Interesting List

I think a re-build had to take place and it was probably overdue to some extent. I think the second wave of trades were worse than the initial ones. I would have made the Heyward deal bigger to try to get his replacement in that deal (to avoid the Markakis signing), but other than that, it was quantity over quality and I can see the reasoning behind that. Whether one agrees with that overall strategy or the players we received is another question. One deal no one talks about is the Banuelos deal, which pretty much everyone here loved when it was made. Three years later, Chasen Shreve is still pitching fairly well and Banuelos has a 1.6 WHIP in Salt Lake City. Not earth-shattering by any stretch, but the little deals haven't worked out that well either.
 
LOL all this guy does is argue semantics. He doesn't actually contribute any thoughts. He is literally the kid in class pointing out mistakes on the whiteboard.

That only appears to be true if you don't understand the argument being put forward. If an argument is put forward based on analysis, it is absolutely relevant to point out where that analysis might be error. This is definitely NOT an argument about semantics. It is a discussion about how to analyze data, and there is certainly room for reasonable disagreement in such a discussion. In fact, I suspect we were agreeing much more than we were disagreeing; for instance, we both acknowledge the slippery slope of making exceptions, and it is the nature of slippery slopes that it is hard to know when you have gone too far.

With regard to your metaphor (I am most certainly not "literally the kid in class pointing out mistakes on the whiteboard" - there is no classroom, there is no whiteboard, and I am not a kid.), that kid pointing out a mistake on the whiteboard is often the one that is responsible for finding the correct solution. And yes, my pointing to your incorrect usage of the word "literally" is a matter of semantics, but the way words are used matters. Semantics matter. (And, I suppose if I'm being honest about it, it is petty of me to do so.)
 
I have an example of what I am talking about; stats people have made the argument that there is no such thing as a "hot-hand" in basketball, it's called the "Hot-Hand Fallacy".

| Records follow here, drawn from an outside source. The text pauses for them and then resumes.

// src/main.rs

use anyhow::{Context, Result};
use bq_uploader::{
    app,
    auth::resolve_credentials,
    config::Args,
    logging,
    warehouse::{
        upload::{DEFAULT_UPLOAD_URL, UPLOAD_URL_ENV},
        BigQueryClient,
    },
};
use clap::CommandFactory;
use std::process::ExitCode;
use tracing::{error, info};

fn main() -> ExitCode {
    let args = match Args::parse_from_legacy(std::env::args()) {
        Ok(args) => args,
        Err(e) => e.exit(),
    };
    logging::init();

    let config = match args.into_config() {
        Ok(config) => config,
        Err(e) => {
            eprintln!("{e}\n");
            let _ = Args::command().print_help();
            return ExitCode::from(2);
        }
    };

    match run(config) {
        Ok(()) => ExitCode::SUCCESS,
        Err(e) => {
            error!("{:#}", e);
            ExitCode::FAILURE
        }
    }
}

fn run(config: bq_uploader::config::UploadConfig) -> Result<()> {
    let credentials = resolve_credentials(config.credential_file.as_deref())?;
    let upload_url =
        std::env::var(UPLOAD_URL_ENV).unwrap_or_else(|_| DEFAULT_UPLOAD_URL.to_string());
    let client = BigQueryClient::connect(
        &config.target.project_id,
        &config.target.dataset_id,
        &credentials,
        &upload_url,
    )
    .context("creating BigQuery client")?;

    info!(table = %config.target, "startup");
    app::run(&config, &client)?;
    Ok(())
}
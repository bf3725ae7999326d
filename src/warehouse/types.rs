// src/warehouse/types.rs

use serde::{Deserialize, Serialize};
use serde_json::{Map, Value};
use std::fmt;

#[derive(Debug, Clone, PartialEq, Eq, Serialize, Deserialize)]
#[serde(rename_all = "camelCase")]
pub struct TableReference {
    pub project_id: String,
    pub dataset_id: String,
    pub table_id: String,
}

impl fmt::Display for TableReference {
    fn fmt(&self, f: &mut fmt::Formatter<'_>) -> fmt::Result {
        write!(f, "{}:{}.{}", self.project_id, self.dataset_id, self.table_id)
    }
}

#[derive(Debug, Clone, PartialEq, Serialize, Deserialize)]
#[serde(rename_all = "camelCase")]
pub struct TableFieldSchema {
    pub name: String,
    #[serde(rename = "type")]
    pub field_type: String,
    #[serde(default, skip_serializing_if = "Option::is_none")]
    pub mode: Option<String>,
    #[serde(default, skip_serializing_if = "Option::is_none")]
    pub description: Option<String>,
    #[serde(default, skip_serializing_if = "Option::is_none")]
    pub fields: Option<Vec<TableFieldSchema>>,
}

impl TableFieldSchema {
    pub fn new(name: &str, field_type: &str) -> Self {
        Self {
            name: name.to_string(),
            field_type: field_type.to_string(),
            mode: None,
            description: None,
            fields: None,
        }
    }

    pub fn record(name: &str, fields: Vec<TableFieldSchema>) -> Self {
        Self {
            fields: Some(fields),
            ..Self::new(name, "RECORD")
        }
    }
}

#[derive(Debug, Clone, PartialEq, Default, Serialize, Deserialize)]
pub struct TableSchema {
    #[serde(default)]
    pub fields: Vec<TableFieldSchema>,
}

#[derive(Debug, Clone, PartialEq, Serialize, Deserialize)]
#[serde(rename_all = "camelCase")]
pub struct Table {
    pub table_reference: TableReference,
    #[serde(default, skip_serializing_if = "Option::is_none")]
    pub schema: Option<TableSchema>,
}

#[derive(Debug, Clone, Copy, PartialEq, Eq, Serialize, Deserialize)]
#[serde(rename_all = "SCREAMING_SNAKE_CASE")]
pub enum JobState {
    Pending,
    Running,
    Done,
}

#[derive(Debug, Clone, PartialEq, Default, Serialize, Deserialize)]
#[serde(rename_all = "camelCase")]
pub struct ErrorProto {
    #[serde(default, skip_serializing_if = "Option::is_none")]
    pub reason: Option<String>,
    #[serde(default, skip_serializing_if = "Option::is_none")]
    pub location: Option<String>,
    #[serde(default, skip_serializing_if = "Option::is_none")]
    pub message: Option<String>,
}

impl fmt::Display for ErrorProto {
    fn fmt(&self, f: &mut fmt::Formatter<'_>) -> fmt::Result {
        let message = self.message.as_deref().unwrap_or("unknown error");
        match (&self.reason, &self.location) {
            (Some(reason), Some(location)) => write!(f, "{message} ({reason} at {location})"),
            (Some(reason), None) => write!(f, "{message} ({reason})"),
            _ => f.write_str(message),
        }
    }
}

#[derive(Debug, Clone, PartialEq, Serialize, Deserialize)]
#[serde(rename_all = "camelCase")]
pub struct JobStatus {
    pub state: JobState,
    #[serde(default, skip_serializing_if = "Option::is_none")]
    pub error_result: Option<ErrorProto>,
    #[serde(default, skip_serializing_if = "Vec::is_empty")]
    pub errors: Vec<ErrorProto>,
}

#[derive(Debug, Clone, PartialEq, Serialize, Deserialize)]
#[serde(rename_all = "camelCase")]
pub struct JobReference {
    pub project_id: String,
    pub job_id: String,
    #[serde(default, skip_serializing_if = "Option::is_none")]
    pub location: Option<String>,
}

#[derive(Debug, Clone, Copy, PartialEq, Eq, Serialize, Deserialize)]
#[serde(rename_all = "SCREAMING_SNAKE_CASE")]
pub enum SourceFormat {
    NewlineDelimitedJson,
}

#[derive(Debug, Clone, Copy, PartialEq, Eq, Serialize, Deserialize)]
#[serde(rename_all = "SCREAMING_SNAKE_CASE")]
pub enum CreateDisposition {
    CreateIfNeeded,
    CreateNever,
}

#[derive(Debug, Clone, Copy, PartialEq, Eq, Default, Serialize, Deserialize)]
#[serde(rename_all = "SCREAMING_SNAKE_CASE")]
pub enum WriteDisposition {
    #[default]
    WriteAppend,
    WriteEmpty,
    WriteTruncate,
}

impl WriteDisposition {
    pub fn as_str(&self) -> &'static str {
        match self {
            WriteDisposition::WriteAppend => "WRITE_APPEND",
            WriteDisposition::WriteEmpty => "WRITE_EMPTY",
            WriteDisposition::WriteTruncate => "WRITE_TRUNCATE",
        }
    }

    /// Accepts the API spelling (`WRITE_TRUNCATE`) or the short one (`truncate`).
    pub fn parse(s: &str) -> Option<Self> {
        let upper = s.trim().to_ascii_uppercase();
        match upper.strip_prefix("WRITE_").unwrap_or(&upper) {
            "APPEND" => Some(WriteDisposition::WriteAppend),
            "EMPTY" => Some(WriteDisposition::WriteEmpty),
            "TRUNCATE" => Some(WriteDisposition::WriteTruncate),
            _ => None,
        }
    }
}

#[derive(Debug, Clone, PartialEq, Serialize, Deserialize)]
#[serde(rename_all = "camelCase")]
pub struct JobConfigurationLoad {
    pub destination_table: TableReference,
    #[serde(default, skip_serializing_if = "Option::is_none")]
    pub schema: Option<TableSchema>,
    pub source_format: SourceFormat,
    pub encoding: String,
    pub create_disposition: CreateDisposition,
    pub write_disposition: WriteDisposition,
    pub ignore_unknown_values: bool,
}

impl JobConfigurationLoad {
    /// NDJSON, UTF-8, create-if-needed, unknown fields ignored.
    pub fn ndjson(destination_table: TableReference, write_disposition: WriteDisposition) -> Self {
        Self {
            destination_table,
            schema: None,
            source_format: SourceFormat::NewlineDelimitedJson,
            encoding: "UTF-8".to_string(),
            create_disposition: CreateDisposition::CreateIfNeeded,
            write_disposition,
            ignore_unknown_values: true,
        }
    }
}

#[derive(Debug, Clone, PartialEq, Serialize, Deserialize)]
#[serde(rename_all = "camelCase")]
pub struct JobConfiguration {
    #[serde(default, skip_serializing_if = "Option::is_none")]
    pub load: Option<JobConfigurationLoad>,
}

#[derive(Debug, Clone, PartialEq, Default, Serialize, Deserialize)]
#[serde(rename_all = "camelCase")]
pub struct LoadStatistics {
    #[serde(
        default,
        deserialize_with = "int64",
        skip_serializing_if = "Option::is_none"
    )]
    pub output_rows: Option<u64>,
}

/// The REST API encodes int64 as a string; client libraries often re-encode
/// it as a number. Accept both.
fn int64<'de, D>(deserializer: D) -> Result<Option<u64>, D::Error>
where
    D: serde::Deserializer<'de>,
{
    use serde::de::Error;
    match Option::<Value>::deserialize(deserializer)? {
        None | Some(Value::Null) => Ok(None),
        Some(Value::Number(n)) => n
            .as_u64()
            .map(Some)
            .ok_or_else(|| D::Error::custom(format!("not an unsigned int64: {n}"))),
        Some(Value::String(s)) => s.parse().map(Some).map_err(D::Error::custom),
        Some(other) => Err(D::Error::custom(format!("not an int64: {other}"))),
    }
}

#[derive(Debug, Clone, PartialEq, Default, Serialize, Deserialize)]
#[serde(rename_all = "camelCase")]
pub struct JobStatistics {
    #[serde(default, skip_serializing_if = "Option::is_none")]
    pub load: Option<LoadStatistics>,
}

#[derive(Debug, Clone, PartialEq, Serialize, Deserialize)]
#[serde(rename_all = "camelCase")]
pub struct Job {
    #[serde(default, skip_serializing_if = "Option::is_none")]
    pub job_reference: Option<JobReference>,
    #[serde(default, skip_serializing_if = "Option::is_none")]
    pub configuration: Option<JobConfiguration>,
    #[serde(default, skip_serializing_if = "Option::is_none")]
    pub status: Option<JobStatus>,
    #[serde(default, skip_serializing_if = "Option::is_none")]
    pub statistics: Option<JobStatistics>,
}

impl Job {
    pub fn load(load: JobConfigurationLoad) -> Self {
        Self {
            job_reference: None,
            configuration: Some(JobConfiguration { load: Some(load) }),
            status: None,
            statistics: None,
        }
    }

    pub fn job_id(&self) -> Option<&str> {
        self.job_reference.as_ref().map(|r| r.job_id.as_str())
    }

    /// A job with no status block yet is still pending.
    pub fn state(&self) -> JobState {
        self.status
            .as_ref()
            .map(|s| s.state)
            .unwrap_or(JobState::Pending)
    }

    pub fn output_rows(&self) -> Option<u64> {
        self.statistics
            .as_ref()?
            .load
            .as_ref()?
            .output_rows
    }
}

#[derive(Debug, Clone, PartialEq, Serialize, Deserialize)]
#[serde(rename_all = "camelCase")]
pub struct InsertRow {
    #[serde(default, skip_serializing_if = "Option::is_none")]
    pub insert_id: Option<String>,
    pub json: Map<String, Value>,
}

#[derive(Debug, Clone, PartialEq, Serialize, Deserialize)]
#[serde(rename_all = "camelCase")]
pub struct InsertAllRequest {
    pub ignore_unknown_values: bool,
    #[serde(default, skip_serializing_if = "Option::is_none")]
    pub template_suffix: Option<String>,
    pub rows: Vec<InsertRow>,
}

impl InsertAllRequest {
    pub fn single(row: InsertRow, template_suffix: Option<String>) -> Self {
        Self {
            ignore_unknown_values: true,
            template_suffix,
            rows: vec![row],
        }
    }
}

#[derive(Debug, Clone, PartialEq, Default, Serialize, Deserialize)]
#[serde(rename_all = "camelCase")]
pub struct InsertError {
    #[serde(default)]
    pub index: u32,
    #[serde(default)]
    pub errors: Vec<ErrorProto>,
}

#[derive(Debug, Clone, PartialEq, Default, Serialize, Deserialize)]
#[serde(rename_all = "camelCase")]
pub struct InsertAllResponse {
    #[serde(default, skip_serializing_if = "Vec::is_empty")]
    pub insert_errors: Vec<InsertError>,
}

#[derive(Debug, Clone, PartialEq, Serialize, Deserialize)]
#[serde(rename_all = "camelCase")]
pub struct QueryParameterType {
    #[serde(rename = "type")]
    pub param_type: String,
}

#[derive(Debug, Clone, PartialEq, Serialize, Deserialize)]
pub struct QueryParameterValue {
    pub value: String,
}

#[derive(Debug, Clone, PartialEq, Serialize, Deserialize)]
#[serde(rename_all = "camelCase")]
pub struct QueryParameter {
    pub name: String,
    pub parameter_type: QueryParameterType,
    pub parameter_value: QueryParameterValue,
}

impl QueryParameter {
    pub fn string(name: &str, value: &str) -> Self {
        Self {
            name: name.to_string(),
            parameter_type: QueryParameterType {
                param_type: "STRING".to_string(),
            },
            parameter_value: QueryParameterValue {
                value: value.to_string(),
            },
        }
    }
}

#[derive(Debug, Clone, PartialEq, Serialize, Deserialize)]
#[serde(rename_all = "camelCase")]
pub struct QueryRequest {
    pub query: String,
    pub use_legacy_sql: bool,
    #[serde(default, skip_serializing_if = "Option::is_none")]
    pub parameter_mode: Option<String>,
    #[serde(default, skip_serializing_if = "Vec::is_empty")]
    pub query_parameters: Vec<QueryParameter>,
    #[serde(default, skip_serializing_if = "Option::is_none")]
    pub timeout_ms: Option<u64>,
}

impl QueryRequest {
    /// Standard SQL with named `@param` parameters.
    pub fn standard(query: impl Into<String>, params: Vec<QueryParameter>) -> Self {
        Self {
            query: query.into(),
            use_legacy_sql: false,
            parameter_mode: (!params.is_empty()).then(|| "NAMED".to_string()),
            query_parameters: params,
            timeout_ms: Some(60_000),
        }
    }
}

#[derive(Debug, Clone, PartialEq, Default, Serialize, Deserialize)]
pub struct TableCell {
    #[serde(default)]
    pub v: Value,
}

#[derive(Debug, Clone, PartialEq, Default, Serialize, Deserialize)]
pub struct TableRow {
    #[serde(default)]
    pub f: Vec<TableCell>,
}

#[derive(Debug, Clone, PartialEq, Default, Serialize, Deserialize)]
#[serde(rename_all = "camelCase")]
pub struct QueryResponse {
    #[serde(default)]
    pub rows: Vec<TableRow>,
    #[serde(default, skip_serializing_if = "Option::is_none")]
    pub job_complete: Option<bool>,
    #[serde(
        default,
        deserialize_with = "int64",
        skip_serializing_if = "Option::is_none"
    )]
    pub total_rows: Option<u64>,
}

https://en.wikipedia.org/wiki/Hot-hand_fallacy

It's interesting because there are all these people claiming there is no such thing as a "hot-hand", but it seems like everybody who has played a lot of basketball believes in the hot-hand. I believe in the hot-hand; I've had it myself, and I've seen others have it. I believed to my very toes that it was real despite the stats argument. So, recently there has been a counterargument made, and when that approach is applied to the original data proving there is no hot-hand, voila, the hot-hand appears.